Legalization is a charged social issue, and with U.K. politics in disarray over Brexit, will be unlikely to play a significant role in electoral campaigns any time soon. But for Morgan, this kind of academic research can build momentum from the ground up and ensure that any future policy benefits from the perspectives of all stakeholders.

From heroin-assisted treatment options and the provision of overdose prevention drugs like Naloxone, to on-site facilities at bars, events and festivals, which test the safety of substances for potential users, there are many targeted interventions that could reduce harm even in the absence of huge legislative overhaul; hospital admissions dropped by 95 percent after such on-site drug testing was introduced in a festival in Cambridgeshire, U.K.

Local police can be collaborators in exploring alternative approaches, since they too are often also weary of ineffective current approaches, says Morgan. They also have some operational latitude in the U.K. context. “Academic researchers are finding sympathetically minded police officers who, in their local jurisdictions, can make some of the changes that researchers and activists are suggesting,” says Morgan.

In Bristol, for instance, young drug dealers are now offered driving lessons, career opportunities, and boxing training to help break the recidivist cycle. Commenting on the initiative, detective superintendent Gary Haskins says the police wanted to ‘take a chance’ on the young dealers.

Morgan believes in working with police and understanding their attitudes and perspective. In one interview-based project in 2017, for instance, he and a fellow researcher found considerable support among London police officers for wearing body cameras, which can improve accountability and transparency and defuse confrontational situations. Contrary to commonly-held assumptions about heavy-handed ‘cop culture,’ officers were in fact progressive in their approach to the technology and saw its value, according to the report.

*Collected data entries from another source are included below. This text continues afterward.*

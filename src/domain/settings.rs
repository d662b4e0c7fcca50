//! Configuration models.
//!
//! `AppConfig` is the tool's own settings file. `DeploymentConfig` is the
//! per-profile document managed by the configuration manager.

use std::collections::BTreeMap;
use std::path::PathBuf;

use serde::{Deserialize, Serialize};

use super::error::{AppError, Result};

/// Size ceilings enforced by the file layer.
#[derive(Debug, Clone, Copy, PartialEq, Eq, Serialize, Deserialize)]
pub struct FileLimits {
    /// Maximum size of configuration files in bytes.
    #[serde(default = "default_max_config_bytes")]
    pub max_config_bytes: u64,

    /// Maximum size of log files in bytes.
    #[serde(default = "default_max_log_bytes")]
    pub max_log_bytes: u64,

    /// Maximum size of template files in bytes.
    #[serde(default = "default_max_template_bytes")]
    pub max_template_bytes: u64,
}

impl Default for FileLimits {
    fn default() -> Self {
        Self {
            max_config_bytes: default_max_config_bytes(),
            max_log_bytes: default_max_log_bytes(),
            max_template_bytes: default_max_template_bytes(),
        }
    }
}

const fn default_max_config_bytes() -> u64 {
    10 * 1024 * 1024
}

const fn default_max_log_bytes() -> u64 {
    100 * 1024 * 1024
}

const fn default_max_template_bytes() -> u64 {
    5 * 1024 * 1024
}

/// Profile handling settings.
#[derive(Debug, Clone, Serialize, Deserialize)]
pub struct ProfileSettings {
    /// Profile loaded when none is given on the command line.
    #[serde(default = "default_profile_name")]
    pub default_profile: String,

    /// Save dirty profiles automatically before switching away and on `set`.
    #[serde(default = "default_auto_save")]
    pub auto_save: bool,
}

impl Default for ProfileSettings {
    fn default() -> Self {
        Self {
            default_profile: default_profile_name(),
            auto_save: default_auto_save(),
        }
    }
}

fn default_profile_name() -> String {
    "default".to_string()
}

const fn default_auto_save() -> bool {
    true
}

/// Path configuration.
#[derive(Debug, Clone, Default, Serialize, Deserialize)]
pub struct PathConfig {
    /// Base data directory.
    #[serde(default)]
    pub data_dir: Option<PathBuf>,
}

/// Complete application configuration.
#[derive(Debug, Clone, Serialize, Deserialize, Default)]
pub struct AppConfig {
    #[serde(default)]
    pub paths: PathConfig,

    #[serde(default)]
    pub limits: FileLimits,

    #[serde(default)]
    pub profiles: ProfileSettings,
}

impl AppConfig {
    /// Get the data directory, using default if not configured.
    #[must_use]
    pub fn data_dir(&self) -> PathBuf {
        self.paths
            .data_dir
            .clone()
            .unwrap_or_else(Self::default_data_dir)
    }

    /// Get the default data directory path.
    #[must_use]
    pub fn default_data_dir() -> PathBuf {
        dirs::home_dir()
            .unwrap_or_else(|| PathBuf::from("."))
            .join(".blastdock")
    }

    /// Get the settings file path.
    #[must_use]
    pub fn settings_file_path(&self) -> PathBuf {
        self.data_dir().join("settings.toml")
    }

    /// Directory holding one document per profile.
    #[must_use]
    pub fn profiles_dir(&self) -> PathBuf {
        self.data_dir().join("profiles")
    }
}

/// The structured settings document stored for each profile.
#[derive(Debug, Clone, PartialEq, Serialize, Deserialize)]
pub struct DeploymentConfig {
    #[serde(default = "default_domain")]
    pub default_domain: String,

    #[serde(default = "default_deployment_dir")]
    pub deployment_dir: PathBuf,

    #[serde(default = "default_ports")]
    pub default_ports: BTreeMap<String, u16>,

    #[serde(default = "default_true")]
    pub auto_generate_passwords: bool,

    #[serde(default = "default_true")]
    pub confirm_destructive_operations: bool,

    #[serde(default = "default_log_level")]
    pub log_level: String,

    #[serde(default = "default_compose_version")]
    pub docker_compose_version: String,

    /// Settings without a dedicated field.
    #[serde(flatten)]
    pub extra: toml::Table,
}

impl Default for DeploymentConfig {
    fn default() -> Self {
        Self {
            default_domain: default_domain(),
            deployment_dir: default_deployment_dir(),
            default_ports: default_ports(),
            auto_generate_passwords: true,
            confirm_destructive_operations: true,
            log_level: default_log_level(),
            docker_compose_version: default_compose_version(),
            extra: toml::Table::new(),
        }
    }
}

fn default_domain() -> String {
    "localhost".to_string()
}

fn default_deployment_dir() -> PathBuf {
    AppConfig::default_data_dir().join("deploys")
}

fn default_ports() -> BTreeMap<String, u16> {
    [("wordpress", 8080), ("mysql", 3306), ("n8n", 5678), ("nginx", 80)]
        .into_iter()
        .map(|(service, port)| (service.to_string(), port))
        .collect()
}

const fn default_true() -> bool {
    true
}

fn default_log_level() -> String {
    "INFO".to_string()
}

fn default_compose_version() -> String {
    "3.8".to_string()
}

impl DeploymentConfig {
    fn to_table(&self) -> Result<toml::Table> {
        match toml::Value::try_from(self) {
            Ok(toml::Value::Table(table)) => Ok(table),
            Ok(_) => Err(AppError::config("Configuration did not serialize to a table")),
            Err(e) => Err(AppError::config(format!(
                "Failed to serialize configuration: {e}"
            ))),
        }
    }

    /// Look up a setting by dotted key, e.g. `default_ports.mysql`.
    ///
    /// # Errors
    /// Returns error if the document cannot be represented as TOML.
    pub fn get(&self, key: &str) -> Result<Option<toml::Value>> {
        let table = self.to_table()?;
        let mut parts = key.split('.');
        let Some(first) = parts.next() else {
            return Ok(None);
        };
        let mut current = table.get(first);
        for part in parts {
            current = current.and_then(|value| value.get(part));
        }
        Ok(current.cloned())
    }

    /// Set a setting by dotted key, creating intermediate tables.
    ///
    /// The whole document is re-validated, so a value of the wrong type for a
    /// known field is rejected and the document is left unchanged.
    ///
    /// # Errors
    /// Returns a validation error for empty keys or mistyped values.
    pub fn set(&mut self, key: &str, value: toml::Value) -> Result<()> {
        let segments: Vec<&str> = key.split('.').collect();
        if segments.iter().any(|s| s.is_empty()) {
            return Err(AppError::validation(format!("Invalid setting key: '{key}'")));
        }

        let mut table = self.to_table()?;
        let (last, parents) = segments
            .split_last()
            .ok_or_else(|| AppError::validation("Setting key cannot be empty"))?;

        let mut cursor = &mut table;
        for segment in parents {
            let entry = cursor
                .entry((*segment).to_string())
                .or_insert(toml::Value::Table(toml::Table::new()));
            cursor = entry.as_table_mut().ok_or_else(|| {
                AppError::validation(format!("Setting '{segment}' is not a table"))
            })?;
        }
        cursor.insert((*last).to_string(), value);

        let updated: Self = toml::Value::Table(table)
            .try_into()
            .map_err(|e| AppError::validation(format!("Invalid value for '{key}': {e}")))?;
        *self = updated;
        Ok(())
    }
}

/// A named, independently persisted configuration document.
#[derive(Debug, Clone, PartialEq)]
pub struct ConfigProfile {
    pub name: String,
    pub document: DeploymentConfig,
    /// In-memory document differs from what was last persisted.
    pub dirty: bool,
}

impl ConfigProfile {
    /// A freshly loaded, clean profile.
    #[must_use]
    pub fn clean(name: impl Into<String>, document: DeploymentConfig) -> Self {
        Self {
            name: name.into(),
            document,
            dirty: false,
        }
    }
}

/// Lifecycle state of a configuration manager.
#[derive(Debug, Clone, Copy, PartialEq, Eq)]
pub enum ProfileState {
    NoProfile,
    Clean,
    Dirty,
}

impl std::fmt::Display for ProfileState {
    fn fmt(&self, f: &mut std::fmt::Formatter<'_>) -> std::fmt::Result {
        match self {
            Self::NoProfile => write!(f, "no profile loaded"),
            Self::Clean => write!(f, "clean"),
            Self::Dirty => write!(f, "dirty"),
        }
    }
}
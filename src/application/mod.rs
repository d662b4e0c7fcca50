//! Application layer - use cases and orchestration.
//!
//! This layer contains the profile-scoped configuration manager and the
//! formatting of audit results for display.

pub mod config_manager;
pub mod formatter;

pub use config_manager::ConfigManager;
pub use formatter::{
    format_bytes, format_file_record, format_json, format_profiles_table, format_scan_result,
    format_value, OutputFormat,
};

As one of many academic researchers working on social and economic issues at London Metropolitan University, Morgan’s efforts exemplify the civic role that academic institutions can play in helping their communities. While the university has long had a mandate to open up access to higher education for those who might not otherwise have it, its researchers, are now playing a formative role in supporting policy ideas for the city. London Met was among 40 universities to pledge its commitment to the local community as part of the work of the U.K.’s Civic University Commission. By hosting and supporting work by researchers such as Morgan, London Met can help a storied global city tackle the social problems that have long adversely impacted its underprivileged citizens.